Media Release 26 April 2019
Event: National Sailing League Final, April 26 – 28 hosted by the Royal Sydney Yacht Squadron with fleet racing onboard Elliott 7s on Sydney Harbour over three days
National Sailing League makes its Australian debut
Day one of Australia’s first-ever league style sailing event on Sydney Harbour brought 14 teams from clubs spanning Perth to Auckland, New Zealand, together for a brilliant hit-out of 15 races in a mix of autumn conditions.
Leading the National Sailing League Final pointscore after five flights is the home team, the Royal Sydney Yacht Squadron skippered by David Chapman, and second by two points is the team from Royal Freshwater Bay Yacht Club in Perth skippered by Shelley White. A second RSYS team, skippered by Jack Littlechild, is third overall and first youth team on the ladder.
Full results https://nationalsailingleague.com.au/results/
“It was nice to have racing so close to the Squadron; it was ideal stadium sailing,” said Chapman after racing. “The PRO did a great job getting all those races in in very tricky conditions. It’s a mixed fleet – some really good teams and those who are learning. It was very tough and really good fun – probably the most fun day I’ve had sailing this summer.”
Given how many events the renowned tactician contested globally this past season it is high-praise for the start-up where teams fly in to tackle an ambitious schedule of short umpired races using one design race-ready boats with the aim to be the last club standing by Sunday afternoon, April 28, 2019.
Principal Race Officer Ian Humphries and NSL directors Mark Turnbull and Howard Elliott welcomed competitors with breakfast and a briefing at the RSYS before the first round got underway off Kirribilli in light WNW winds. A funky transition period at lunchtime preceded a warm and solid Sydney westerly gusting to 20 knots at times, which wrapped up the afternoon flights.
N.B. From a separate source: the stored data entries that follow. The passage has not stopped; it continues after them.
//! OpenAI-compatible chat completion wire types

use serde::{Deserialize, Serialize};
use uuid::Uuid;

/// `POST /v1/chat/completions` body
#[derive(Debug, Clone, Default, Serialize, Deserialize)]
pub struct ChatCompletionRequest {
    /// `provider:model`, a bare model name, or omitted for the default provider
    #[serde(default)]
    pub model: Option<String>,
    pub messages: Vec<RequestMessage>,
    #[serde(default)]
    pub stream: bool,
    #[serde(default)]
    pub conversation_id: Option<Uuid>,
    #[serde(default)]
    pub space_id: Option<String>,
    #[serde(default)]
    pub document_ids: Vec<Uuid>,
    /// Attach the new user message here instead of the active leaf
    #[serde(default)]
    pub parent_message_id: Option<Uuid>,
    #[serde(default)]
    pub temperature: Option<f32>,
    #[serde(default)]
    pub max_tokens: Option<u32>,
}

/// One message of a request
#[derive(Debug, Clone, Serialize, Deserialize)]
pub struct RequestMessage {
    pub role: String,
    pub content: MessageContent,
}

/// Plain string or an array of content parts
#[derive(Debug, Clone, Serialize, Deserialize)]
#[serde(untagged)]
pub enum MessageContent {
    Text(String),
    Parts(Vec<ContentPart>),
}

#[derive(Debug, Clone, Serialize, Deserialize)]
#[serde(tag = "type", rename_all = "snake_case")]
pub enum ContentPart {
    Text { text: String },
    ImageUrl { image_url: ImageUrl },
}

#[derive(Debug, Clone, Serialize, Deserialize)]
pub struct ImageUrl {
    pub url: String,
}

impl MessageContent {
    /// Concatenated text of all text parts
    pub fn text(&self) -> String {
        match self {
            Self::Text(text) => text.clone(),
            Self::Parts(parts) => parts
                .iter()
                .filter_map(|p| match p {
                    ContentPart::Text { text } => Some(text.as_str()),
                    ContentPart::ImageUrl { .. } => None,
                })
                .collect::<Vec<_>>()
                .join("\n"),
        }
    }

    /// Image URLs (usually `data:` URLs) attached to the message
    pub fn image_urls(&self) -> Vec<&str> {
        match self {
            Self::Text(_) => Vec::new(),
            Self::Parts(parts) => parts
                .iter()
                .filter_map(|p| match p {
                    ContentPart::ImageUrl { image_url } => Some(image_url.url.as_str()),
                    ContentPart::Text { .. } => None,
                })
                .collect(),
        }
    }
}

/// A retrieved chunk cited in a reply
#[derive(Debug, Clone, Serialize, Deserialize, PartialEq)]
pub struct Source {
    /// 1-based marker used in the prompt (`[n]`)
    pub index: usize,
    pub document_id: Uuid,
    pub filename: String,
    pub chunk_index: usize,
    pub score: f32,
}

/// Non-streaming response
#[derive(Debug, Clone, Serialize, Deserialize)]
pub struct ChatCompletionResponse {
    pub id: String,
    pub object: String,
    pub created: i64,
    pub model: String,
    pub choices: Vec<Choice>,
    pub conversation_id: Uuid,
    pub message_id: Uuid,
    pub branch_id: Uuid,
    pub sources: Vec<Source>,
}

#[derive(Debug, Clone, Serialize, Deserialize)]
pub struct Choice {
    pub index: u32,
    pub message: ResponseMessage,
    pub finish_reason: String,
}

#[derive(Debug, Clone, Serialize, Deserialize)]
pub struct ResponseMessage {
    pub role: String,
    pub content: String,
}

/// One `data:` frame of a streamed response
#[derive(Debug, Clone, Serialize, Deserialize)]
pub struct ChatCompletionChunk {
    pub id: String,
    pub object: String,
    pub created: i64,
    pub model: String,
    pub choices: Vec<ChunkChoice>,
    #[serde(skip_serializing_if = "Option::is_none")]
    pub conversation_id: Option<Uuid>,
    #[serde(skip_serializing_if = "Option::is_none")]
    pub message_id: Option<Uuid>,
    #[serde(skip_serializing_if = "Option::is_none")]
    pub branch_id: Option<Uuid>,
    #[serde(skip_serializing_if = "Option::is_none")]
    pub sources: Option<Vec<Source>>,
}

#[derive(Debug, Clone, Serialize, Deserialize)]
pub struct ChunkChoice {
    pub index: u32,
    pub delta: ChunkDelta,
    pub finish_reason: Option<String>,
}

#[derive(Debug, Clone, Default, Serialize, Deserialize)]
pub struct ChunkDelta {
    #[serde(skip_serializing_if = "Option::is_none")]
    pub role: Option<String>,
    #[serde(skip_serializing_if = "Option::is_none")]
    pub content: Option<String>,
}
Encouraging competitor feedback, a scenic Sydney Harbour backdrop of the Sydney Opera House, Harbour Bridge and Fort Denison and the drama of near misses and boats separated by seconds on the start and finish line are boxes organisers can happily tick off after the opening day. The NSL’s realisation of a concerted effort to encourage women to participate is a more significant achievement. Five of the 14 competing teams at the inaugural league event are skippered by women and four teams are all-female, plus every open team has at least one female aboard, a requirement of the Notice of Race.
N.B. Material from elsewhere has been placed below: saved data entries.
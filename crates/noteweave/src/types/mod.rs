//! Core data types

pub mod chat;
pub mod conversation;
pub mod document;

pub use chat::Source;
pub use conversation::{BranchInfo, Conversation, Message, MessageStatus, Role};
pub use document::{Chunk, Document, FileKind, ProcessingStatus};
fn row_to_message(row: &rusqlite::Row) -> rusqlite::Result<Message> {
    let document_ids: String = row.get(6)?;
    let images: String = row.get(11)?;
    Ok(Message {
        id: parse_uuid(&row.get::<_, String>(0)?)?,
        conversation_id: parse_uuid(&row.get::<_, String>(1)?)?,
        parent_id: parse_opt_uuid(row.get(2)?)?,
        branch_id: parse_uuid(&row.get::<_, String>(3)?)?,
        role: Role::parse(&row.get::<_, String>(4)?).unwrap_or(Role::User),
        content: row.get(5)?,
        document_ids: serde_json::from_str(&document_ids).unwrap_or_default(),
        images: serde_json::from_str(&images).unwrap_or_default(),
        model: row.get(7)?,
        status: MessageStatus::parse(&row.get::<_, String>(8)?),
        error: row.get(9)?,
        created_at: parse_time(&row.get::<_, String>(10)?),
    })
}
“With the requirement for each open crew to include a female and a separate women’s category there’s a really healthy gender balance at this first league event, one of our key drivers,” said Turnbull, an Olympic sailing gold medallist from Sydney 2000.
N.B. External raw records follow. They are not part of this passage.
//! OpenAI-compatible chat adapter
//!
//! Serves OpenAI itself plus every backend that speaks the same `/chat/completions`
//! protocol: DeepSeek, the OpenRouter aggregator and local runtimes (Ollama `/v1`).

use async_trait::async_trait;
use reqwest::{Client, RequestBuilder};
use serde::{Deserialize, Serialize};
use serde_json::{json, Value};
use std::time::Duration;

use crate::config::ProviderSettings;
use crate::error::{Error, ProviderErrorKind, Result};

use super::stream::{DeltaStream, FrameAction};
use super::{
    build_http_client, check_status, classify_error_label, transport_error, ChatMessage,
    ChatOptions, ChatProvider, ProviderKind, with_call_timeout,
};

/// Adapter for OpenAI-style APIs
pub struct OpenAiCompatible {
    kind: ProviderKind,
    settings: ProviderSettings,
    client: Client,
}

#[derive(Serialize)]
struct CompletionRequest {
    model: String,
    messages: Vec<Value>,
    stream: bool,
    #[serde(skip_serializing_if = "Option::is_none")]
    temperature: Option<f32>,
    #[serde(skip_serializing_if = "Option::is_none")]
    max_tokens: Option<u32>,
}

#[derive(Deserialize)]
struct CompletionResponse {
    choices: Vec<CompletionChoice>,
}

#[derive(Deserialize)]
struct CompletionChoice {
    message: CompletionMessage,
}

#[derive(Deserialize)]
struct CompletionMessage {
    #[serde(default)]
    content: Option<String>,
}

#[derive(Deserialize)]
struct StreamChunk {
    #[serde(default)]
    choices: Vec<StreamChoice>,
    #[serde(default)]
    error: Option<ApiError>,
}

#[derive(Deserialize)]
struct StreamChoice {
    #[serde(default)]
    delta: StreamDelta,
}

#[derive(Deserialize, Default)]
struct StreamDelta {
    #[serde(default)]
    content: Option<String>,
}

#[derive(Deserialize)]
struct ApiError {
    #[serde(default)]
    message: String,
    #[serde(default, rename = "type")]
    error_type: Option<String>,
    #[serde(default)]
    code: Option<Value>,
}

#[derive(Serialize)]
struct EmbeddingRequest<'a> {
    model: &'a str,
    input: &'a str,
}

#[derive(Deserialize)]
struct EmbeddingResponse {
    data: Vec<EmbeddingData>,
}

#[derive(Deserialize)]
struct EmbeddingData {
    embedding: Vec<f32>,
}

impl OpenAiCompatible {
    pub fn new(kind: ProviderKind, settings: ProviderSettings) -> Result<Self> {
        let client = build_http_client(Duration::from_secs(settings.timeout_secs))?;
        Ok(Self {
            kind,
            settings,
            client,
        })
    }

    fn url(&self, path: &str) -> String {
        format!("{}/{}", self.settings.base_url.trim_end_matches('/'), path)
    }

    fn authorized(&self, builder: RequestBuilder) -> RequestBuilder {
        let builder = match self.settings.api_key.as_deref() {
            Some(key) if !key.is_empty() => builder.bearer_auth(key),
            _ => builder,
        };
        if self.kind == ProviderKind::OpenRouter {
            builder.header("X-Title", "noteweave")
        } else {
            builder
        }
    }

    fn encode_messages(messages: &[ChatMessage]) -> Vec<Value> {
        messages
            .iter()
            .map(|m| {
                if m.images.is_empty() {
                    json!({ "role": m.role.as_str(), "content": m.content })
                } else {
                    let mut parts = vec![json!({ "type": "text", "text": m.content })];
                    parts.extend(m.images.iter().map(|img| {
                        json!({ "type": "image_url", "image_url": { "url": img.data_url() } })
                    }));
                    json!({ "role": m.role.as_str(), "content": parts })
                }
            })
            .collect()
    }

    fn request(&self, messages: &[ChatMessage], model: &str, options: &ChatOptions, stream: bool) -> RequestBuilder {
        let body = CompletionRequest {
            model: model.to_string(),
            messages: Self::encode_messages(messages),
            stream,
            temperature: options.temperature,
            max_tokens: options.max_tokens,
        };
        let builder = self.authorized(self.client.post(self.url("chat/completions")).json(&body));
        with_call_timeout(builder, options, self.call_timeout(), stream)
    }

    fn call_timeout(&self) -> Duration {
        Duration::from_secs(self.settings.timeout_secs)
    }
}

/// Interpret one `data:` frame of a streamed completion
pub(crate) fn parse_stream_frame(provider: &str, data: &str) -> FrameAction {
    if data.trim() == "[DONE]" {
        return FrameAction::Done;
    }
    let chunk: StreamChunk = match serde_json::from_str(data) {
        Ok(chunk) => chunk,
        Err(_) => return FrameAction::Skip,
    };

    if let Some(err) = chunk.error {
        let label = err
            .error_type
            .or_else(|| err.code.map(|c| c.to_string()))
            .unwrap_or_else(|| err.message.clone());
        let kind = classify_error_label(&label);
        return FrameAction::Error(Error::provider(provider, kind, err.message));
    }

    let Some(choice) = chunk.choices.into_iter().next() else {
        return FrameAction::Skip;
    };
    match choice.delta.content {
        Some(text) if !text.is_empty() => FrameAction::Delta(text),
        _ => FrameAction::Skip,
    }
}

#[async_trait]
impl ChatProvider for OpenAiCompatible {
    fn kind(&self) -> ProviderKind {
        self.kind
    }

    fn name(&self) -> &str {
        self.kind.as_str()
    }

    fn default_model(&self) -> &str {
        &self.settings.chat_model
    }

    fn vision_model(&self) -> Option<&str> {
        self.settings.vision_model.as_deref()
    }

    fn supports_vision(&self, model: &str) -> bool {
        self.settings.supports_vision(model)
    }

    async fn chat(&self, messages: &[ChatMessage], model: &str, options: &ChatOptions) -> Result<String> {
        tracing::info!("Chat completion via {} ({})", self.name(), model);

        let response = self
            .request(messages, model, options, false)
            .send()
            .await
            .map_err(|e| transport_error(self.name(), e))?;
        let response = check_status(self.name(), response).await?;

        let body: CompletionResponse = response
            .json()
            .await
            .map_err(|e| transport_error(self.name(), e))?;

        body.choices
            .into_iter()
            .next()
            .and_then(|c| c.message.content)
            .ok_or_else(|| {
                Error::provider(self.name(), ProviderErrorKind::InvalidRequest, "response had no choices")
            })
    }

    async fn stream_chat(
        &self,
        messages: &[ChatMessage],
        model: &str,
        options: &ChatOptions,
    ) -> Result<DeltaStream> {
        tracing::info!("Streaming completion via {} ({})", self.name(), model);

        let response = self
            .request(messages, model, options, true)
            .send()
            .await
            .map_err(|e| transport_error(self.name(), e))?;
        let response = check_status(self.name(), response).await?;

        let provider = self.name().to_string();
        let frame_provider = provider.clone();
        Ok(DeltaStream::from_sse_response(provider, response, true, move |frame| {
            parse_stream_frame(&frame_provider, &frame.data)
        }))
    }

    async fn embed(&self, text: &str, model: &str) -> Result<Vec<f32>> {
        let response = self
            .authorized(self.client.post(self.url("embeddings")))
            .json(&EmbeddingRequest { model, input: text })
            .timeout(self.call_timeout())
            .send()
            .await
            .map_err(|e| transport_error(self.name(), e))?;
        let response = check_status(self.name(), response).await?;

        let body: EmbeddingResponse = response
            .json()
            .await
            .map_err(|e| Error::embedding(format!("Failed to parse embedding response: {}", e)))?;

        body.data
            .into_iter()
            .next()
            .map(|d| d.embedding)
            .ok_or_else(|| Error::embedding("Embedding response was empty"))
    }

    async fn health_check(&self) -> Result<bool> {
        let request = self.authorized(self.client.get(self.url("models")));
        match request.timeout(self.call_timeout()).send().await {
            Ok(response) => Ok(response.status().is_success()),
            Err(_) => Ok(false),
        }
    }
}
The earliest warning signal for racing on Saturday morning, April 27, is 9am and the forecast is for SSW – S – SSE winds 15 knots in the morning then lightening off as the day progresses.
Boat owners are encouraged to take private vessels out to spectate fast-paced umpired fleet racing at its best using Elliott 7s with teams rotating boats on the water and short races, just 12-15 minutes per race.
Rooster Sailing Australia is the Australian league’s official technical clothing supplier.